## Entries taken from a collection
☆ ☆ ☆ ☆ ☆ ☆ ☆

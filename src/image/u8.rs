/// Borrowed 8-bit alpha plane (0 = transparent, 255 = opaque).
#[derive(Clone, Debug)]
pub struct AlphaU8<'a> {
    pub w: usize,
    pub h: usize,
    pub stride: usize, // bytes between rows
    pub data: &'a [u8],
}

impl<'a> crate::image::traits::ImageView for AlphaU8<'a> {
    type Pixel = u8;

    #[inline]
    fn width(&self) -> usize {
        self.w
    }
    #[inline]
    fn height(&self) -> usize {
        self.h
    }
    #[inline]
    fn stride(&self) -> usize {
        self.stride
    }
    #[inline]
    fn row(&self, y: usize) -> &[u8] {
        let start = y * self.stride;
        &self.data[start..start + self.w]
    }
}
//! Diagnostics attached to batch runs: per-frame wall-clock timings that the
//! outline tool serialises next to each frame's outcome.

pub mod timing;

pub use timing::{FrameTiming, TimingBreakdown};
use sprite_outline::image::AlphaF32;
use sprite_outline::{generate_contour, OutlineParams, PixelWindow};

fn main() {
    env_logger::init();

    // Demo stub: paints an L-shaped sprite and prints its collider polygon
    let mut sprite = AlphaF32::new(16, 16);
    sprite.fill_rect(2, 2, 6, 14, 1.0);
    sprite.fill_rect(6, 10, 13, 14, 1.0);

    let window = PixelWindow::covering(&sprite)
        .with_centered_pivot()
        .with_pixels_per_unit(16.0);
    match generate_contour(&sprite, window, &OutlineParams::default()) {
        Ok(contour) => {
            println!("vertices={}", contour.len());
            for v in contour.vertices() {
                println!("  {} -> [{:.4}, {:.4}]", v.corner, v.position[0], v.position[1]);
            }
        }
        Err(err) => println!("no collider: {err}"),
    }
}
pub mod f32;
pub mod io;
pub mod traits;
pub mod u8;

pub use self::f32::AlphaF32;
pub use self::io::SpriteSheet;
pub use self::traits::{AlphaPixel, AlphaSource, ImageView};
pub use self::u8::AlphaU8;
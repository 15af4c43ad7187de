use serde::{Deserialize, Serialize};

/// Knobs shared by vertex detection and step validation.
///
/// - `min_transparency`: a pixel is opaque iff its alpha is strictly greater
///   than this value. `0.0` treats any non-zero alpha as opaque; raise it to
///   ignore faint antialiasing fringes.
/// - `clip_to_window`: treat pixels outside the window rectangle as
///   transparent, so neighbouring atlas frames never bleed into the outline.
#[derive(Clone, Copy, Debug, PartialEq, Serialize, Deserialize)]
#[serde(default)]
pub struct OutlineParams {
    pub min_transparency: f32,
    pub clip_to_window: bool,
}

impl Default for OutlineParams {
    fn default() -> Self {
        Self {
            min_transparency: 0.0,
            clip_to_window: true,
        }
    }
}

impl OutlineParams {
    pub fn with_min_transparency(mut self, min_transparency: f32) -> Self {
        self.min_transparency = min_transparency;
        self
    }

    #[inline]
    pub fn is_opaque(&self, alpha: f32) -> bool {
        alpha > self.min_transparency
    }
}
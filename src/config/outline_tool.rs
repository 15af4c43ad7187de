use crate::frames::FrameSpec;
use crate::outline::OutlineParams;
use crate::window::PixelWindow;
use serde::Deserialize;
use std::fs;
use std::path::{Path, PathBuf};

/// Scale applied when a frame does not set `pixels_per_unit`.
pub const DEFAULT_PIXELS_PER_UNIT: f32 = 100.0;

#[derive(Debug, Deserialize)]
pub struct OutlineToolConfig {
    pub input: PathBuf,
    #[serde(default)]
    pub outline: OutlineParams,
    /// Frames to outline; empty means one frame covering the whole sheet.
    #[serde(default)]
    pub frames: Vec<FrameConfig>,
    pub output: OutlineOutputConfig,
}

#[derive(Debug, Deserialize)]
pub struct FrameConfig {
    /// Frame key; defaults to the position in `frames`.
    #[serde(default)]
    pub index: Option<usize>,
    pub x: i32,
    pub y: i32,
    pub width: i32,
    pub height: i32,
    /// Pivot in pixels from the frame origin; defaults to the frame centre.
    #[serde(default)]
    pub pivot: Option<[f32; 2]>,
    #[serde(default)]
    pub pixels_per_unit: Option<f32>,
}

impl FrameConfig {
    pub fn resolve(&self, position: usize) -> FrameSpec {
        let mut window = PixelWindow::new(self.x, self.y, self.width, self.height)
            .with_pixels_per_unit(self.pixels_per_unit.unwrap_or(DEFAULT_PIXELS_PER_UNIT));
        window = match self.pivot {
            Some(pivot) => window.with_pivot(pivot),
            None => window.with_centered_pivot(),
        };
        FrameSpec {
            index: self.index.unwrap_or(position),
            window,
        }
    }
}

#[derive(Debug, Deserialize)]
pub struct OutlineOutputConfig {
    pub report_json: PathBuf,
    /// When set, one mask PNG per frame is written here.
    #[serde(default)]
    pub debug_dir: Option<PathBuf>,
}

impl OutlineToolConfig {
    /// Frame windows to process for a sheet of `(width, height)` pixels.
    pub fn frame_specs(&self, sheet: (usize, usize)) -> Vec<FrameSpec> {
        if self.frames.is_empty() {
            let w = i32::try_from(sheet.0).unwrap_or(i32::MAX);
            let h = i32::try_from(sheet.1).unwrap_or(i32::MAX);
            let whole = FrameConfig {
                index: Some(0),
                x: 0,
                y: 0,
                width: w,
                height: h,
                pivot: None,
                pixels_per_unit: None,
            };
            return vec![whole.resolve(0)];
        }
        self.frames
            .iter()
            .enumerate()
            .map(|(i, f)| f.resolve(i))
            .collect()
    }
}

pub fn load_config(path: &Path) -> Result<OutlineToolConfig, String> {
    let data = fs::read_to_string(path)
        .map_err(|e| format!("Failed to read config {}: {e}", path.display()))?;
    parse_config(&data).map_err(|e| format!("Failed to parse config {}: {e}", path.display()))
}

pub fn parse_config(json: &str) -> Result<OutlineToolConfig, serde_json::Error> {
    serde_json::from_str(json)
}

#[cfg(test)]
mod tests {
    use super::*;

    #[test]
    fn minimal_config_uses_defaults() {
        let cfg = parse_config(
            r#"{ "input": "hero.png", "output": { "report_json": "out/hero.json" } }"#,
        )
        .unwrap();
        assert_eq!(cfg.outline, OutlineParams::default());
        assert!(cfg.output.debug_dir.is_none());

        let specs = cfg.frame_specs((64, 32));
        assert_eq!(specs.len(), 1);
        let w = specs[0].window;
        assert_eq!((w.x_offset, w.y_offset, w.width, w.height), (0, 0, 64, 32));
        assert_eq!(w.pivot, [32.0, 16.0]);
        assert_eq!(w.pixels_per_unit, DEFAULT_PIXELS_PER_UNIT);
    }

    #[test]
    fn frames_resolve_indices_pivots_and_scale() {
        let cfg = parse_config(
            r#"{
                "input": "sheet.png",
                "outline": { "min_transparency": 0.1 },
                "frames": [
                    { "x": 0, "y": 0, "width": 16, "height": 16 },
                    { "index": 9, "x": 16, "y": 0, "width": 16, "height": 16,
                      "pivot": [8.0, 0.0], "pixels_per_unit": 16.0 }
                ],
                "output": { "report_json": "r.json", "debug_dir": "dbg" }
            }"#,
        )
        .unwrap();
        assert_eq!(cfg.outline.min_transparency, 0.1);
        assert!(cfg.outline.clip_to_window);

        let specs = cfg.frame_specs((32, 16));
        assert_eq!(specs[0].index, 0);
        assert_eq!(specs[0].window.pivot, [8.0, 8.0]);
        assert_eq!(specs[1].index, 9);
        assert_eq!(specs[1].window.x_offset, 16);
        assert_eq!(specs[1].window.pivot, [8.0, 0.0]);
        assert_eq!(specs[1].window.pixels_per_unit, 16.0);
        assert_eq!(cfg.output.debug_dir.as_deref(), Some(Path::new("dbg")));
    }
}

☆ ☆ ☆ ☆ ☆ ☆ ☆

## Try it
Calculate the number of lines above that include the word "println", giving that number by itself.

## Solution to this exercise
3